Les auteurs de la saisine font grief à la loi de finances pour 2010 d'être fondée sur des hypothèses de croissance exagérément pessimistes, de sous-évaluer les dotations affectées à certaines missions, de détourner l'objet des mises en réserve de crédits et de ne pas comporter les dispositions relatives au « grand emprunt » annoncé par les pouvoirs publics, en méconnaissance des prescriptions de l'article 32 de la loi organique relative aux lois de finances (LOLF).
Le Conseil constitutionnel ne pourra faire sienne cette analyse.

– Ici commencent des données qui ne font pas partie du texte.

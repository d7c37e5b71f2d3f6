// Path: crates/types/src/config/mod.rs

//! Shared configuration structures for the counterparty chain and the prover.
use crate::error::ProverError;
use alloy_primitives::Address;
use serde::{Deserialize, Serialize};
use std::num::NonZeroU64;
use std::time::Duration;

/// Connection settings for one counterparty EVM ledger.
#[derive(Debug, Serialize, Deserialize, Clone, PartialEq, Eq)]
pub struct ChainConfig {
    /// The chain id reported to the relayer framework.
    pub chain_id: String,
    /// The JSON-RPC endpoint of the ledger.
    pub rpc_addr: String,
    /// The address of the IBC host contract that owns the commitment storage.
    pub ibc_host_address: Address,
    /// The address of the IBC handler contract that emits packet events.
    pub ibc_handler_address: Address,
    /// An optional per-request timeout applied by the HTTP client, in seconds.
    #[serde(default)]
    pub request_timeout_secs: Option<u64>,
}

impl ChainConfig {
    /// Returns the per-request timeout, if configured.
    pub fn request_timeout(&self) -> Option<Duration> {
        self.request_timeout_secs.map(Duration::from_secs)
    }

    /// Checks the fields that `serde` cannot.
    pub fn validate(&self) -> Result<(), ProverError> {
        if self.chain_id.trim().is_empty() {
            return Err(ProverError::Config("chain_id must not be empty".into()));
        }
        if !(self.rpc_addr.starts_with("http://") || self.rpc_addr.starts_with("https://")) {
            return Err(ProverError::Config(format!(
                "rpc_addr must be an http(s) URL, got '{}'",
                self.rpc_addr
            )));
        }
        if self.request_timeout_secs == Some(0) {
            return Err(ProverError::Config(
                "request_timeout_secs must be greater than zero".into(),
            ));
        }
        Ok(())
    }
}

/// Parameters of the light client this prover produces material for.
#[derive(Debug, Serialize, Deserialize, Clone, PartialEq, Eq)]
pub struct ProverConfig {
    /// Number of blocks per epoch on the counterparty chain.
    #[serde(default = "default_epoch_size")]
    pub epoch_size: NonZeroU64,
    /// The Solidity storage index of the host's `commitments` mapping.
    #[serde(default)]
    pub commitment_slot: u64,
    /// The revision number stamped on every proof height.
    #[serde(default)]
    pub revision_number: u64,
    /// The identifier written into created client states.
    #[serde(default = "default_client_identifier")]
    pub client_identifier: String,
    /// The identifier written into synthesized headers.
    #[serde(default = "default_header_identifier")]
    pub header_identifier: String,
}

fn default_epoch_size() -> NonZeroU64 {
    NonZeroU64::new(1000).unwrap_or(NonZeroU64::MIN)
}
fn default_client_identifier() -> String {
    "map-client-identifier".to_string()
}
fn default_header_identifier() -> String {
    "identifier".to_string()
}

impl Default for ProverConfig {
    fn default() -> Self {
        Self {
            epoch_size: default_epoch_size(),
            commitment_slot: 0,
            revision_number: 0,
            client_identifier: default_client_identifier(),
            header_identifier: default_header_identifier(),
        }
    }
}

#[cfg(test)]
mod tests {
    use super::*;

    #[test]
    fn prover_config_defaults_from_empty_toml() {
        let cfg: ProverConfig = toml::from_str("").unwrap();
        assert_eq!(cfg, ProverConfig::default());
        assert_eq!(cfg.epoch_size.get(), 1000);
        assert_eq!(cfg.client_identifier, "map-client-identifier");
        assert_eq!(cfg.header_identifier, "identifier");
    }

    #[test]
    fn prover_config_rejects_zero_epoch_size() {
        let res: Result<ProverConfig, _> = toml::from_str("epoch_size = 0");
        assert!(res.is_err());
    }

    #[test]
    fn chain_config_parses_addresses() {
        let cfg: ChainConfig = toml::from_str(
            r#"
            chain_id = "map-devnet"
            rpc_addr = "http://127.0.0.1:7445"
            ibc_host_address = "0x1000000000000000000000000000000000000001"
            ibc_handler_address = "0x2000000000000000000000000000000000000002"
            request_timeout_secs = 10
            "#,
        )
        .unwrap();
        assert_eq!(cfg.request_timeout(), Some(Duration::from_secs(10)));
        assert_eq!(
            cfg.ibc_host_address,
            "0x1000000000000000000000000000000000000001"
                .parse::<Address>()
                .unwrap()
        );
        cfg.validate().unwrap();
    }

    #[test]
    fn chain_config_validation() {
        let mut cfg = ChainConfig {
            chain_id: "map-devnet".into(),
            rpc_addr: "ws://127.0.0.1:7445".into(),
            ibc_host_address: Address::ZERO,
            ibc_handler_address: Address::ZERO,
            request_timeout_secs: None,
        };
        assert!(matches!(cfg.validate(), Err(ProverError::Config(_))));
        cfg.rpc_addr = "https://rpc.example".into();
        cfg.request_timeout_secs = Some(0);
        assert!(matches!(cfg.validate(), Err(ProverError::Config(_))));
        cfg.request_timeout_secs = None;
        assert!(cfg.validate().is_ok());
    }
}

A. ― Sur la sincérité des hypothèses macroéconomiques fondant le budget pour l'année 2010.
1. Les requérants estiment en premier lieu que l'hypothèse de croissance retenue par le Gouvernement (0,75% du PIB), inférieure à la moyenne des hypothèses des conjoncturistes, révèle une sous-estimation volontaire destinée à masquer des sous-budgétisations.
La thèse des auteurs de la saisine repose, semble-t-il, sur l'idée que le Gouvernement aurait occulté par ce biais un volant de recettes qu'il lui serait loisible d'affecter ultérieurement de manière discrétionnaire en échappant à toute discussion budgétaire préalable.
Cette thèse ne résiste pas à l'analyse. Depuis la révision de la LOLF intervenue en 2005, le Gouvernement est en effet amené à prévoir ex ante l'affectation d'éventuels surplus de recettes, dès le stade de la discussion du projet de loi de finances. La LOLF dispose en effet désormais à son article 34 que la loi de finances « arrête les modalités selon lesquelles sont utilisés les éventuels surplus, par rapport aux évaluations de la loi de finances de l'année, du produit des impositions de toute nature ». La loi de finances pour 2010 dispose en l'occurrence à son article 67, qui est l'article d'équilibre, que de tels surplus seraient affectés à la réduction du déficit.
Il convient d'ajouter, en pratique, que, depuis la loi de finances initiale pour 2003, le Gouvernement s'est toujours astreint à respecter en exécution l'autorisation parlementaire de dépense accordée en loi de finances initiale, et ce quelle que soit l'hypothèse de croissance économique ou son écart éventuel par rapport à la prévision. C'est tout le sens d'un pilotage du budget de l'Etat fondé sur une norme de dépense : le fait que les recettes fiscales s'avèrent plus élevées que prévu, grâce à une croissance supérieure aux prévisions, n'a nullement pour effet de fournir davantage de marge de manœuvre au Gouvernement sur l'exécution en dépenses du PLF.
2. Les auteurs de la saisine estiment en second lieu qu'indépendamment de toute manœuvre les hypothèses de croissance « exagérément pessimistes » ont pour effet de rendre insincère la loi de finances prise dans son ensemble.
Le Gouvernement ne partage pas ce point de vue.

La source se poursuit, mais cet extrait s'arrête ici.